South America: Intense water deficits forecast for NE Brazil

18 September 2019

The 12-month forecast through May 2020 indicates water deficits of varying intensity covering the bulk of Brazil; from Venezuela through French Guiana; and along the Pacific Coast from central Peru reaching south through the Atacama Desert to the beginning of Chilean Patagonia. Deficits will be intense in Suriname, French Guiana, and nearby regions of northern Brazil; Tocantins, Maranhão, Mato Grosso, and Acre, Brazil; northern Venezuela; and from southern coastal Peru to Santiago, Chile.

Moderate to severe deficits are expected in southern Venezuela, with severe anomalies on the Caroni and Upper Orinoco Rivers. A pocket of intense deficit is forecast for southwestern Colombia, and moderate deficits are expected in central Peru.

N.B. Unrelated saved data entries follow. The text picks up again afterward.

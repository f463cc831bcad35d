use crate::automata::dfa::Dfa;
use crate::automata::nfa::Nfa;
use crate::automata::regex::compile_regex;
use crate::automata::AcceptAction;
use crate::error::CompileError;

/// One rule of a lexical definition: a regex, the opaque action text that
/// runs when it matches, and its position in the file (used to break
/// longest-match ties: lowest order wins).
#[derive(Debug, Clone)]
pub struct LexRule {
    pub regex: String,
    pub action: String,
    pub order: usize,
}

#[derive(Debug, Clone)]
pub struct LexFile {
    pub rules: Vec<LexRule>,
}

/// Parse a classic lex definition: `%{ … %}` copy block and `%`-prefixed
/// declarations, `%%`, rules of the form `regex { action }`, `%%`, footer.
/// Only the rules section matters to the DFA build; the copy block and the
/// footer are host-language code and are skipped.
pub fn parse_lex(source: &str) -> Result<LexFile, CompileError> {
    let source = source.replace("\r\n", "\n");
    let mut markers = Vec::new();
    for (i, line) in source.lines().enumerate() {
        if line.trim() == "%%" {
            markers.push(i);
        }
    }
    if markers.is_empty() {
        return Err(CompileError::Table(
            "lex file has no %% rules section".to_string(),
        ));
    }

    let lines: Vec<&str> = source.lines().collect();
    let rules_end = markers.get(1).copied().unwrap_or(lines.len());
    let rules_text = lines[markers[0] + 1..rules_end].join("\n");

    let mut rules = Vec::new();
    let bytes: Vec<char> = rules_text.chars().collect();

    let mut i = 0usize;
    while i < bytes.len() {
        // Skip blank space between rules.
        while i < bytes.len() && bytes[i].is_whitespace() {
            i += 1;
        }
        if i >= bytes.len() {
            break;
        }

        // The regex runs until unguarded whitespace. Quotes and bracket
        // classes guard the characters inside them; a backslash guards the
        // next character.
        let start = i;
        let mut in_quote = false;
        let mut in_class = false;
        while i < bytes.len() {
            let c = bytes[i];
            if c == '\\' {
                i += 2;
                continue;
            }
            match c {
                '"' if !in_class => in_quote = !in_quote,
                '[' if !in_quote => in_class = true,
                ']' if !in_quote => in_class = false,
                _ if c.is_whitespace() && !in_quote && !in_class => break,
                _ => {}
            }
            i += 1;
        }
        let regex: String = bytes[start..i.min(bytes.len())].iter().collect();

        // Action block: `{ … }` with nesting.
        while i < bytes.len() && bytes[i].is_whitespace() {
            i += 1;
        }
        if i >= bytes.len() || bytes[i] != '{' {
            return Err(CompileError::Table(format!(
                "lex rule {:?} has no action block",
                regex
            )));
        }
        let mut depth = 0usize;
        let action_start = i + 1;
        let mut action_end = action_start;
        while i < bytes.len() {
            match bytes[i] {
                '{' => depth += 1,
                '}' => {
                    depth -= 1;
                    if depth == 0 {
                        action_end = i;
                        i += 1;
                        break;
                    }
                }
                _ => {}
            }
            i += 1;
        }
        if depth != 0 {
            return Err(CompileError::Table(format!(
                "unterminated action block for lex rule {:?}",
                regex
            )));
        }
        let action: String = bytes[action_start..action_end].iter().collect();

        let order = rules.len();
        rules.push(LexRule {
            regex,
            action: action.trim().to_string(),
            order,
        });
    }

    if rules.is_empty() {
        return Err(CompileError::Table("lex file defines no rules".to_string()));
    }
    Ok(LexFile { rules })
}

/// Compile every rule to an NFA carrying its action, union them keeping all
/// accepting states, and determinize.
pub fn build_dfa(lex: &LexFile, desc: &str) -> Result<Dfa, CompileError> {
    let mut parts = Vec::with_capacity(lex.rules.len());
    for rule in &lex.rules {
        let mut nfa = compile_regex(&rule.regex)
            .map_err(|e| CompileError::Table(format!("in rule {:?}: {}", rule.regex, e)))?;
        nfa.set_accept_action(AcceptAction {
            order: rule.order,
            code: rule.action.clone(),
        });
        parts.push(nfa);
    }
    Ok(Dfa::from_nfa(&Nfa::union_many(parts), desc))
}

#[cfg(test)]
mod tests {
    use super::*;

    const SMALL_LEX: &str = r#"%{
/* host prologue, skipped */
%}
%option nothing
%%
"while"             { return WHILE; }
[a-zA-Z_][a-zA-Z0-9_]*  { return IDENTIFIER; }
[0-9]+              { return CONSTANT; }
[ \t\n]+            { return _WHITESPACE; }
%%
footer, skipped
"#;

    #[test]
    fn parses_rules_in_order() {
        let lex = parse_lex(SMALL_LEX).unwrap();
        assert_eq!(lex.rules.len(), 4);
        assert_eq!(lex.rules[0].regex, "\"while\"");
        assert_eq!(lex.rules[0].action, "return WHILE;");
        assert_eq!(lex.rules[2].order, 2);
    }

    #[test]
    fn regex_may_contain_guarded_spaces() {
        let lex = parse_lex("%%\n\" \"  { return SPACE; }\n[ \t]+ { return WS; }\n%%\n").unwrap();
        assert_eq!(lex.rules[0].regex, "\" \"");
        assert_eq!(lex.rules[1].regex, "[ \t]+");
    }

    #[test]
    fn missing_action_is_an_error() {
        assert!(parse_lex("%%\n[0-9]+\n%%\n").is_err());
    }

    #[test]
    fn built_dfa_prefers_earlier_rule() {
        let lex = parse_lex(SMALL_LEX).unwrap();
        let dfa = build_dfa(&lex, "small").unwrap();

        let run = |s: &str| {
            let mut state = dfa.start;
            for c in s.chars() {
                state = dfa.next_state(state, c).unwrap();
            }
            dfa.action(state).unwrap().code.clone()
        };

        assert_eq!(run("while"), "return WHILE;");
        assert_eq!(run("whilex"), "return IDENTIFIER;");
        assert_eq!(run("123"), "return CONSTANT;");
    }
}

Primarily moderate surpluses are forecast for central Paraguay and Argentina’s northern provinces of Formosa, Chaco, Corrientes, Santa Fe, Córdoba, and Entre Ríos, and in Uruguay. More intense surpluses are expected in northwestern Argentina in Catamarca and La Rioja Provinces.

The 3-month maps (below) for the same 12-month period show the evolving conditions in greater detail.

The forecast through November indicates moderate to severe deficits in the western Amazon Basin of Brazil and extreme to exceptional deficits in the eastern portion of the Basin. Exceptional deficits are also forecast for eastern Pará into Maranhão, and Brazil’s easternmost states. Deficits will be intense in French Guiana, severe in Suriname, and moderate in Guyana. Exceptional deficits will persist in a narrow strip of northern Venezuela including Caracas; moderate to extreme deficits are expected in the south. Deficits of varying intensity are forecast for southern Colombia, pockets of Ecuador, and much of Peru. Deficits will be intense in northern Chile, and moderate to occasionally exceptional south of the Atacama Desert to the Biobío River.

Surpluses will shrink but persist in central Paraguay, many provinces in northern Argentina, and along the border of Peru and Bolivia. Surpluses are also expected in Uruguay. Anomalies will be intense in central Paraguay and northwestern Argentina.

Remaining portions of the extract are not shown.